Tatibouet has countered by trying to make ResortQuest's request irrelevant.

He has asked the court's permission to secure a $37.4 million loan from Canyon Capital Realty Advisors LLC to pay debts owed to ResortQuest and other creditors, who hold liens totaling $27.3 million against the hotel and home.

By wiping out ResortQuest's debt, the loan would remove ResortQuest's standing as a creditor, making moot its request for a trustee, Tatibouet said. Tatibouet declined to comment further on the matter and referred questions to his attorney, James Wagner, who did not return calls.

Documents filed by Tatibouet make clear that the loan from Canyon Capital is not a sure thing, "subject to, among other things, Canyon's due diligence and valuation."

A hearing on Tatibouet's loan request is scheduled for Monday and a hearing on ResortQuest's motion to appoint a trustee is set for Tuesday.

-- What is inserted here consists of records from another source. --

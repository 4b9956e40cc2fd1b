//! Downstream failure classification.
//!
//! Inter-service calls fail with an [`RpcStatus`]. Handlers call [`classify`]
//! exactly once per failure and either return the mapped HTTP status directly
//! or convert the status into an [`AgoraError`]. This is the only place the
//! translation table lives.
//!
//! | Downstream code | Kind | HTTP |
//! |-----------------|------|------|
//! | `not_found` | not_found | 404 |
//! | `permission_denied` | forbidden | 403 |
//! | `invalid_argument` | bad_request | 400 |
//! | `unauthenticated` | unauthorized | 401 |
//! | `resource_exhausted` | rate_limited | 429 |
//! | `unavailable`, `deadline_exceeded` | upstream_unavailable | 503 |
//! | `cancelled` | client_cancelled | 499 |
//! | anything else | internal | 500 |

use crate::error::{AgoraError, ErrorKind};
use http::StatusCode;
use serde::{Deserialize, Serialize};
use std::fmt;
use thiserror::Error;

/// Status codes of the inter-service transport.
#[derive(Debug, Clone, Copy, PartialEq, Eq, Hash, Serialize, Deserialize)]
#[serde(rename_all = "snake_case")]
pub enum RpcCode {
    /// The operation was cancelled by the caller.
    Cancelled,
    /// Unknown error.
    Unknown,
    /// The request was malformed.
    InvalidArgument,
    /// The deadline expired before the operation completed.
    DeadlineExceeded,
    /// The requested entity was not found.
    NotFound,
    /// The entity already exists.
    AlreadyExists,
    /// The caller lacks permission.
    PermissionDenied,
    /// A quota or resource was exhausted.
    ResourceExhausted,
    /// The system is not in a state required for the operation.
    FailedPrecondition,
    /// The operation was aborted.
    Aborted,
    /// The operation was attempted past the valid range.
    OutOfRange,
    /// The operation is not implemented.
    Unimplemented,
    /// Internal error in the callee.
    Internal,
    /// The service is currently unavailable.
    Unavailable,
    /// Unrecoverable data loss.
    DataLoss,
    /// The request lacked valid credentials.
    Unauthenticated,
}

impl RpcCode {
    /// Every failure code, in wire order.
    pub const ALL: [RpcCode; 16] = [
        Self::Cancelled,
        Self::Unknown,
        Self::InvalidArgument,
        Self::DeadlineExceeded,
        Self::NotFound,
        Self::AlreadyExists,
        Self::PermissionDenied,
        Self::ResourceExhausted,
        Self::FailedPrecondition,
        Self::Aborted,
        Self::OutOfRange,
        Self::Unimplemented,
        Self::Internal,
        Self::Unavailable,
        Self::DataLoss,
        Self::Unauthenticated,
    ];

    /// Returns the snake_case name of this code.
    #[must_use]
    pub const fn as_str(self) -> &'static str {
        match self {
            Self::Cancelled => "cancelled",
            Self::Unknown => "unknown",
            Self::InvalidArgument => "invalid_argument",
            Self::DeadlineExceeded => "deadline_exceeded",
            Self::NotFound => "not_found",
            Self::AlreadyExists => "already_exists",
            Self::PermissionDenied => "permission_denied",
            Self::ResourceExhausted => "resource_exhausted",
            Self::FailedPrecondition => "failed_precondition",
            Self::Aborted => "aborted",
            Self::OutOfRange => "out_of_range",
            Self::Unimplemented => "unimplemented",
            Self::Internal => "internal",
            Self::Unavailable => "unavailable",
            Self::DataLoss => "data_loss",
            Self::Unauthenticated => "unauthenticated",
        }
    }
}

impl fmt::Display for RpcCode {
    fn fmt(&self, f: &mut fmt::Formatter<'_>) -> fmt::Result {
        f.write_str(self.as_str())
    }
}

/// A failed inter-service call.
///
/// # Example
///
/// ```
/// use agora_core::{AgoraError, RpcStatus};
/// use http::StatusCode;
///
/// let status = RpcStatus::unavailable("users", "connection refused");
/// let err = AgoraError::from(status);
/// assert_eq!(err.status_code(), StatusCode::SERVICE_UNAVAILABLE);
/// ```
#[derive(Error, Debug, Clone, PartialEq, Eq)]
#[error("{service} call failed ({code}): {message}")]
pub struct RpcStatus {
    code: RpcCode,
    service: String,
    message: String,
}

impl RpcStatus {
    /// Creates a status for a failed call to `service`.
    #[must_use]
    pub fn new(code: RpcCode, service: impl Into<String>, message: impl Into<String>) -> Self {
        Self {
            code,
            service: service.into(),
            message: message.into(),
        }
    }

    /// Shorthand for an `unavailable` status.
    #[must_use]
    pub fn unavailable(service: impl Into<String>, message: impl Into<String>) -> Self {
        Self::new(RpcCode::Unavailable, service, message)
    }

    /// Shorthand for a `deadline_exceeded` status.
    #[must_use]
    pub fn deadline_exceeded(service: impl Into<String>) -> Self {
        Self::new(RpcCode::DeadlineExceeded, service, "deadline exceeded")
    }

    /// Returns the transport code.
    #[must_use]
    pub const fn code(&self) -> RpcCode {
        self.code
    }

    /// Returns the name of the service that failed.
    #[must_use]
    pub fn service(&self) -> &str {
        &self.service
    }

    /// Returns the low-level message. Kept for telemetry only.
    #[must_use]
    pub fn message(&self) -> &str {
        &self.message
    }

    /// Classifies this failure.
    #[must_use]
    pub fn classify(&self) -> Classification {
        classify(self.code)
    }
}

/// Result of classifying a downstream failure.
#[derive(Debug, Clone, Copy, PartialEq, Eq)]
pub struct Classification {
    /// HTTP status to return to the client.
    pub status: StatusCode,
    /// Stable error kind.
    pub kind: ErrorKind,
}

/// Maps a transport code to an HTTP status and stable error kind.
///
/// Pure and total: every code maps to exactly one classification.
///
/// # Example
///
/// ```
/// use agora_core::{classify, ErrorKind, RpcCode};
/// use http::StatusCode;
///
/// let c = classify(RpcCode::PermissionDenied);
/// assert_eq!(c.status, StatusCode::FORBIDDEN);
/// assert_eq!(c.kind, ErrorKind::Forbidden);
/// ```
#[must_use]
pub fn classify(code: RpcCode) -> Classification {
    let kind = match code {
        RpcCode::NotFound => ErrorKind::NotFound,
        RpcCode::PermissionDenied => ErrorKind::Forbidden,
        RpcCode::InvalidArgument => ErrorKind::BadRequest,
        RpcCode::Unauthenticated => ErrorKind::Unauthorized,
        RpcCode::ResourceExhausted => ErrorKind::RateLimited,
        RpcCode::Unavailable | RpcCode::DeadlineExceeded => ErrorKind::UpstreamUnavailable,
        RpcCode::Cancelled => ErrorKind::ClientCancelled,
        RpcCode::Unknown
        | RpcCode::AlreadyExists
        | RpcCode::FailedPrecondition
        | RpcCode::Aborted
        | RpcCode::OutOfRange
        | RpcCode::Unimplemented
        | RpcCode::Internal
        | RpcCode::DataLoss => ErrorKind::Internal,
    };
    Classification {
        status: kind.status_code(),
        kind,
    }
}

/// Client-visible message for a classified failure. The low-level message
/// from the callee is deliberately left out.
fn client_message(kind: ErrorKind, service: &str) -> String {
    match kind {
        ErrorKind::NotFound => "not found".to_string(),
        ErrorKind::Forbidden => "forbidden".to_string(),
        ErrorKind::BadRequest => "invalid request".to_string(),
        ErrorKind::Unauthorized => "unauthorized".to_string(),
        ErrorKind::RateLimited => format!("{service} is rate limiting requests"),
        ErrorKind::UpstreamUnavailable => format!("{service} service unavailable"),
        ErrorKind::ClientCancelled => "request cancelled".to_string(),
        ErrorKind::Conflict | ErrorKind::Internal => "internal error".to_string(),
    }
}

impl From<RpcStatus> for AgoraError {
    fn from(status: RpcStatus) -> Self {
        let Classification { kind, .. } = status.classify();
        let message = client_message(kind, status.service());
        match kind {
            ErrorKind::UpstreamUnavailable => Self::UpstreamUnavailable {
                message,
                service: Some(status.service().to_string()),
            },
            ErrorKind::Internal => Self::internal_with_source(message, status),
            other => Self::from_kind(other, message),
        }
    }
}

#[cfg(test)]
mod tests {
    use super::*;
    use proptest::prelude::*;

    #[test]
    fn table_matches_taxonomy() {
        let expected = [
            (RpcCode::NotFound, 404),
            (RpcCode::PermissionDenied, 403),
            (RpcCode::InvalidArgument, 400),
            (RpcCode::Unauthenticated, 401),
            (RpcCode::ResourceExhausted, 429),
            (RpcCode::Unavailable, 503),
            (RpcCode::DeadlineExceeded, 503),
            (RpcCode::Cancelled, 499),
            (RpcCode::Internal, 500),
            (RpcCode::Unknown, 500),
            (RpcCode::AlreadyExists, 500),
            (RpcCode::DataLoss, 500),
        ];
        for (code, status) in expected {
            assert_eq!(classify(code).status.as_u16(), status, "code {code}");
        }
    }

    #[test]
    fn unavailable_becomes_upstream_unavailable() {
        let err = AgoraError::from(RpcStatus::unavailable("users", "dial tcp: refused"));
        assert_eq!(err.kind(), ErrorKind::UpstreamUnavailable);
        assert_eq!(err.message(), "users service unavailable");
        assert!(!err.to_body().to_string().contains("refused"));
    }

    #[test]
    fn internal_keeps_status_as_source() {
        let err = AgoraError::from(RpcStatus::new(RpcCode::DataLoss, "media", "disk gone"));
        assert_eq!(err.kind(), ErrorKind::Internal);
        let source = std::error::Error::source(&err).map(ToString::to_string);
        assert_eq!(source.as_deref(), Some("media call failed (data_loss): disk gone"));
    }

    fn any_code() -> impl Strategy<Value = RpcCode> {
        (0..RpcCode::ALL.len()).prop_map(|i| RpcCode::ALL[i])
    }

    proptest! {
        #[test]
        fn classification_is_consistent(code in any_code()) {
            let c = classify(code);
            prop_assert_eq!(c.status, c.kind.status_code());
            prop_assert_eq!(classify(code), c);
            let err = AgoraError::from(RpcStatus::new(code, "svc", "detail"));
            prop_assert_eq!(err.status_code(), c.status);
        }
    }
}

Simon Klevansky, an attorney for ResortQuest, declined to comment, but a 27-page memo supporting the request to remove Tatibouet spells out the company's rationale. One allegation involves a suit Tatibouet has filed against the Queen Emma Foundation, which owns the land under the Coral Reef Hotel. Tatibouet has sought to convert the property into a condominium hotel, but Queen Emma has not allowed it and a state court sided with the foundation. Queen Emma now has a $500,000 claim against Tatibouet for legal fees related to that lawsuit. Since filing for bankruptcy protection in April, Tatibouet has sued Queen Emma a second time over the same issue.

Given the previous failure in court, ResortQuest maintains that Tatibouet's chances of "success in this litigation appear to be exceedingly remote." ResortQuest said the suit will do little more than chalk up more legal fees for the estate and could tie the hotel up in litigation for years, creating uncertainty for lienholders.

In addition, ResortQuest claims Tatibouet has mismanaged the estate by trying to remove ResortQuest as the hotel's manager and hire Aqua Hotels & Resorts LLC to run the property. ResortQuest says Aqua Hotels' marketing strategy would be a risky one of reducing relationships with the vacation wholesalers and increasing reliance on Internet wholesalers.

In a court document, ResortQuest quotes an e-mail to Tatibouet from Aqua Hotels' chief executive, Michael Paulin, in which Paulin suggests a strategy for deflecting fallout from a lawsuit ResortQuest might file if Tatibouet tried to terminate its management contract.

"You might think about a preemptive ... statement to the press that deflates (ResortQuest), denigrates their progress at (Coral Reef Hotel), makes you the victim, and lauds Aqua," Paulin wrote.

In court papers, Tatibouet dismisses ResortQuest's claims as ill-founded and ultimately irrelevant, given the new financing from Canyon said to be waiting in the wings.